> [TRY IT] Filter the listing below down to the lines containing the word "MoveInfo".
━━━━━━
// In-memory browser used by the replay host and the tests.
// Requests mutate the model immediately; the confirming notifications are queued
// and only reach the page when the host drains them with take_events().

use std::collections::{BTreeMap, HashMap, VecDeque};

use crate::browser::{
    BookmarkNode, BookmarkSubsystem, BrowserCommand, MoveProperties, QueryFilter, TabSubsystem,
    WindowSubsystem,
};
use crate::modules::router::{AttachInfo, MoveInfo, PageEvent, TabChange};
use crate::state::{TabEntry, TabId, WindowId};

#[derive(Debug)]
pub struct InMemoryBrowser {
    windows: BTreeMap<WindowId, Vec<TabEntry>>,
    current_window: Option<WindowId>,
    current_tab: Option<TabId>,
    bookmarks: HashMap<String, Vec<BookmarkNode>>,
    next_tab_id: TabId,
    discard_supported: bool,
    events: VecDeque<PageEvent>,
    commands: Vec<BrowserCommand>,
}

impl Default for InMemoryBrowser {
    fn default() -> Self {
        Self::new()
    }
}

impl InMemoryBrowser {
    pub fn new() -> Self {
        Self {
            windows: BTreeMap::new(),
            current_window: None,
            current_tab: None,
            bookmarks: HashMap::new(),
            next_tab_id: 1,
            discard_supported: true,
            events: VecDeque::new(),
            commands: Vec::new(),
        }
    }

    /// Appends a tab to a window without notifying. Returns its id.
    pub fn open_tab(&mut self, window_id: WindowId, title: &str, url: &str) -> TabId {
        let tab = TabEntry::new(self.next_tab_id, window_id, 0, title, url);
        self.push_tab(tab)
    }

    /// Appends `tab` to its window without notifying, keeping its id.
    /// The index is assigned from the tab's position.
    pub fn push_tab(&mut self, tab: TabEntry) -> TabId {
        let id = tab.id;
        let window_id = tab.window_id;
        self.next_tab_id = self.next_tab_id.max(id + 1);
        if self.current_window.is_none() {
            self.current_window = Some(window_id);
        }
        self.windows.entry(window_id).or_default().push(tab);
        self.reindex(window_id);
        id
    }

    pub fn set_current(&mut self, window_id: WindowId, tab_id: Option<TabId>) {
        self.current_window = Some(window_id);
        self.current_tab = tab_id;
    }

    pub fn add_bookmarks(&mut self, folder_id: &str, nodes: Vec<BookmarkNode>) {
        self.bookmarks.insert(folder_id.to_string(), nodes);
    }

    pub fn set_discard_supported(&mut self, supported: bool) {
        self.discard_supported = supported;
    }

    /// Drains the queued notifications in the order they were produced.
    pub fn take_events(&mut self) -> Vec<PageEvent> {
        self.events.drain(..).collect()
    }

    pub fn commands(&self) -> &[BrowserCommand] {
        &self.commands
    }

    pub fn tab(&self, tab_id: TabId) -> Option<&TabEntry> {
        self.windows.values().flatten().find(|t| t.id == tab_id)
    }

    /// A tab opened by something other than the page.
    pub fn external_create(&mut self, window_id: WindowId, index: usize, title: &str, url: &str) -> TabId {
        let id = self.next_tab_id;
        self.next_tab_id += 1;
        let tabs = self.windows.entry(window_id).or_default();
        let index = index.min(tabs.len());
        tabs.insert(index, TabEntry::new(id, window_id, index, title, url));
        self.reindex(window_id);

        if let Some(tab) = self.tab(id).cloned() {
            self.events.push_back(PageEvent::Created { tab });
        }
        id
    }

    /// A tab closed by something other than the page.
    pub fn external_remove(&mut self, tab_id: TabId) {
        if self.take_tab(tab_id).is_some() {
            self.events.push_back(PageEvent::Removed { tab_id });
        }
    }

    /// A tab navigating, retitling or starting to play sound.
    pub fn external_update(&mut self, tab_id: TabId, change: TabChange) {
        let Some(tab) = self.windows.values_mut().flatten().find(|t| t.id == tab_id) else {
            return;
        };
        if let Some(url) = &change.url {
            tab.url = url.clone();
        }
        if let Some(title) = &change.title {
            tab.title = title.clone();
        }
        if let Some(audible) = change.audible {
            tab.is_audible = audible;
        }
        if let Some(icon) = &change.fav_icon_url {
            tab.favicon_url = Some(icon.clone());
        }
        let tab = tab.clone();
        self.events.push_back(PageEvent::Updated { tab_id, change, tab });
    }

    fn locate(&self, tab_id: TabId) -> Option<(WindowId, usize)> {
        self.windows.iter().find_map(|(window_id, tabs)| {
            tabs.iter().position(|t| t.id == tab_id).map(|pos| (*window_id, pos))
        })
    }

    fn take_tab(&mut self, tab_id: TabId) -> Option<TabEntry> {
        let (window_id, pos) = self.locate(tab_id)?;
        let tab = self.windows.get_mut(&window_id)?.remove(pos);
        self.reindex(window_id);
        Some(tab)
    }

    fn reindex(&mut self, window_id: WindowId) {
        if let Some(tabs) = self.windows.get_mut(&window_id) {
            for (index, tab) in tabs.iter_mut().enumerate() {
                tab.index = index;
                tab.window_id = window_id;
            }
        }
    }
}

impl TabSubsystem for InMemoryBrowser {
    fn query(&self, filter: &QueryFilter) -> Vec<TabEntry> {
        self.windows
            .iter()
            .filter(|(window_id, _)| filter.window_id.map_or(true, |w| w == **window_id))
            .flat_map(|(_, tabs)| tabs.iter().cloned())
            .collect()
    }

    fn current_tab(&self) -> Option<TabId> {
        self.current_tab
    }

    fn move_tab(&mut self, tab_id: TabId, properties: MoveProperties) {
        self.commands.push(BrowserCommand::Move { tab_id, properties });
        let Some((from_window, from_index)) = self.locate(tab_id) else {
            return;
        };
        let Some(tab) = self.take_tab(tab_id) else {
            return;
        };

        let tabs = self.windows.entry(properties.window_id).or_default();
        let to_index = properties.index.min(tabs.len());
        tabs.insert(to_index, tab);
        self.reindex(properties.window_id);

        if from_window == properties.window_id {
            if from_index != to_index {
                self.events.push_back(PageEvent::Moved {
                    tab_id,
                    move_info: MoveInfo {
                        from_index,
                        to_index,
                        window_id: from_window,
                    },
                });
            }
        } else {
            self.events.push_back(PageEvent::Detached { tab_id });
            self.events.push_back(PageEvent::Attached {
                attach_info: AttachInfo {
                    tab_id: Some(tab_id),
                    new_window_id: properties.window_id,
                    new_position: to_index,
                },
            });
        }
    }

    fn select(&mut self, tab_id: TabId) {
        self.commands.push(BrowserCommand::Select { tab_id });
    }

    fn reload(&mut self, tab_id: TabId) {
        self.commands.push(BrowserCommand::Reload { tab_id });
    }

    fn discard(&mut self, tab_id: TabId) {
        self.commands.push(BrowserCommand::Discard { tab_id });
        let new_id = self.next_tab_id;
        let Some(tab) = self.windows.values_mut().flatten().find(|t| t.id == tab_id) else {
            self.events.push_back(PageEvent::DiscardCompleted { tab_id, tab: None });
            return;
        };
        self.next_tab_id += 1;
        tab.id = new_id;
        tab.is_discarded = true;
        tab.is_audible = false;
        let tab = tab.clone();

        let change = TabChange {
            discarded: Some(true),
            ..TabChange::default()
        };
        self.events.push_back(PageEvent::Updated {
            tab_id: new_id,
            change,
            tab: tab.clone(),
        });
        self.events.push_back(PageEvent::DiscardCompleted {
            tab_id,
            tab: Some(tab),
        });
    }

    fn supports_discard(&self) -> bool {
        self.discard_supported
    }

    fn remove(&mut self, tab_id: TabId) {
        self.commands.push(BrowserCommand::Remove { tab_id });
        if self.take_tab(tab_id).is_some() {
            self.events.push_back(PageEvent::Removed { tab_id });
        }
    }

    fn create(&mut self, url: &str, active: bool) {
        self.commands.push(BrowserCommand::Create {
            url: url.to_string(),
            active,
        });
        let Some(window_id) = self.current_window else {
            return;
        };
        let index = self.windows.get(&window_id).map_or(0, Vec::len);
        self.external_create(window_id, index, url, url);
    }
}

impl WindowSubsystem for InMemoryBrowser {
    fn current_window(&self) -> Option<WindowId> {
        self.current_window
    }
}

impl BookmarkSubsystem for InMemoryBrowser {
    fn get_children(&self, folder_id: &str) -> Vec<BookmarkNode> {
        self.bookmarks.get(folder_id).cloned().unwrap_or_default()
    }
}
━━━━━━
> [EXERCISE OUTPUT]
use crate::modules::router::{AttachInfo, MoveInfo, PageEvent, TabChange};
                    move_info: MoveInfo {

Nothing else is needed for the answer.